ACTIVITY:
Each line of the data should be repeated precisely.

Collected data
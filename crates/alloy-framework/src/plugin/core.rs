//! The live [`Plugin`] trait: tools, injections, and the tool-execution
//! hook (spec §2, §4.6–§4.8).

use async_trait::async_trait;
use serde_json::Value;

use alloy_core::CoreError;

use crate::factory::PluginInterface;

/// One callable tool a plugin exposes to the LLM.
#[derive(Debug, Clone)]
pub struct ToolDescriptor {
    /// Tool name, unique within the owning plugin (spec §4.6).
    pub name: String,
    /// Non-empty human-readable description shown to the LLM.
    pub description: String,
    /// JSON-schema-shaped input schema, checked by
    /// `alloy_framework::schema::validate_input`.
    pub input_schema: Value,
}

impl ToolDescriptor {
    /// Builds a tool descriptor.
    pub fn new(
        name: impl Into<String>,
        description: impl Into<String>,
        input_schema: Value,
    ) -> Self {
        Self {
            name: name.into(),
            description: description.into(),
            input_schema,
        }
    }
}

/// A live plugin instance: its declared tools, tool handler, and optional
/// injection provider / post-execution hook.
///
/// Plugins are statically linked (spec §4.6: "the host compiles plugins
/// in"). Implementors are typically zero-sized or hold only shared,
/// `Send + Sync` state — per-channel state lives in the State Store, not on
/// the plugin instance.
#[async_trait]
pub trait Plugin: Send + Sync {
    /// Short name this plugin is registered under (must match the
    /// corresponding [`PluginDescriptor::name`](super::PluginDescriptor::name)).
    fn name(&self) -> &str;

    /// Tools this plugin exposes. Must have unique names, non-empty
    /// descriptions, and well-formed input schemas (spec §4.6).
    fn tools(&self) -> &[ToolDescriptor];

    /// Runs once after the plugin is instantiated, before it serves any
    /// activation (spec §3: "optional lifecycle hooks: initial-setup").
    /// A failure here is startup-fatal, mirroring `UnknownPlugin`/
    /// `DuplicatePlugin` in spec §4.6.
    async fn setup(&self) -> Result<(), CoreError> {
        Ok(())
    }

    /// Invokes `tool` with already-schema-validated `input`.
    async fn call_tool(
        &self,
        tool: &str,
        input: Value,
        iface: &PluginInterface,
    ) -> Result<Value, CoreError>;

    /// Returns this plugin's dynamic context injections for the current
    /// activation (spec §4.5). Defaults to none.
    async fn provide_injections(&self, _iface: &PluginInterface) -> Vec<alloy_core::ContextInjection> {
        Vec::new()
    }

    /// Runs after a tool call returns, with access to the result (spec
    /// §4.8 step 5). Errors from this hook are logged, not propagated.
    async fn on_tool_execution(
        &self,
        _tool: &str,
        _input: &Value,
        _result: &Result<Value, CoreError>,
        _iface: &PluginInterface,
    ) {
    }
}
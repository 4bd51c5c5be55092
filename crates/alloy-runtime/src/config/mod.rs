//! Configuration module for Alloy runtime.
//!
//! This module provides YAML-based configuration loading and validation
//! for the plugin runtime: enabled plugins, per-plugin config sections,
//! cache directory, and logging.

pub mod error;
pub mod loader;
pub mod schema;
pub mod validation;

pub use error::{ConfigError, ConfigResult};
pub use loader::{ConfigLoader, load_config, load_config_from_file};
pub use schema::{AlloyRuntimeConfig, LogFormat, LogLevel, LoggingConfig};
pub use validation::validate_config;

ANSWER BELOW:
filename crates/alloy-framework/src/plugin/core.rs
//! The live [`Plugin`] trait: tools, injections, and the tool-execution
//! hook (spec §2, §4.6–§4.8).

use async_trait::async_trait;
use serde_json::Value;

use alloy_core::CoreError;

use crate::factory::PluginInterface;

/// One callable tool a plugin exposes to the LLM.
#[derive(Debug, Clone)]
pub struct ToolDescriptor {
    /// Tool name, unique within the owning plugin (spec §4.6).
    pub name: String,
    /// Non-empty human-readable description shown to the LLM.
    pub description: String,
    /// JSON-schema-shaped input schema, checked by
    /// `alloy_framework::schema::validate_input`.
    pub input_schema: Value,
}

impl ToolDescriptor {
    /// Builds a tool descriptor.
    pub fn new(
        name: impl Into<String>,
        description: impl Into<String>,
        input_schema: Value,
    ) -> Self {
        Self {
            name: name.into(),
            description: description.into(),
            input_schema,
        }
    }
}

/// A live plugin instance: its declared tools, tool handler, and optional
/// injection provider / post-execution hook.
///
/// Plugins are statically linked (spec §4.6: "the host compiles plugins
/// in"). Implementors are typically zero-sized or hold only shared,
/// `Send + Sync` state — per-channel state lives in the State Store, not on
/// the plugin instance.
#[async_trait]
pub trait Plugin: Send + Sync {
    /// Short name this plugin is registered under (must match the
    /// corresponding [`PluginDescriptor::name`](super::PluginDescriptor::name)).
    fn name(&self) -> &str;

    /// Tools this plugin exposes. Must have unique names, non-empty
    /// descriptions, and well-formed input schemas (spec §4.6).
    fn tools(&self) -> &[ToolDescriptor];

    /// Runs once after the plugin is instantiated, before it serves any
    /// activation (spec §3: "optional lifecycle hooks: initial-setup").
    /// A failure here is startup-fatal, mirroring `UnknownPlugin`/
    /// `DuplicatePlugin` in spec §4.6.
    async fn setup(&self) -> Result<(), CoreError> {
        Ok(())
    }

    /// Invokes `tool` with already-schema-validated `input`.
    async fn call_tool(
        &self,
        tool: &str,
        input: Value,
        iface: &PluginInterface,
    ) -> Result<Value, CoreError>;

    /// Returns this plugin's dynamic context injections for the current
    /// activation (spec §4.5). Defaults to none.
    async fn provide_injections(&self, _iface: &PluginInterface) -> Vec<alloy_core::ContextInjection> {
        Vec::new()
    }

    /// Runs after a tool call returns, with access to the result (spec
    /// §4.8 step 5). Errors from this hook are logged, not propagated.
    async fn on_tool_execution(
        &self,
        _tool: &str,
        _input: &Value,
        _result: &Result<Value, CoreError>,
        _iface: &PluginInterface,
    ) {
    }
}
repository 4bd51c5c5be55092
filename crates/alloy-runtime/src/config/mod.rs
//! Configuration module for Alloy runtime.
//!
//! This module provides YAML-based configuration loading and validation
//! for the plugin runtime: enabled plugins, per-plugin config sections,
//! cache directory, and logging.

pub mod error;
pub mod loader;
pub mod schema;
pub mod validation;

pub use error::{ConfigError, ConfigResult};
pub use loader::{ConfigLoader, load_config, load_config_from_file};
pub use schema::{AlloyRuntimeConfig, LogFormat, LogLevel, LoggingConfig};
pub use validation::validate_config;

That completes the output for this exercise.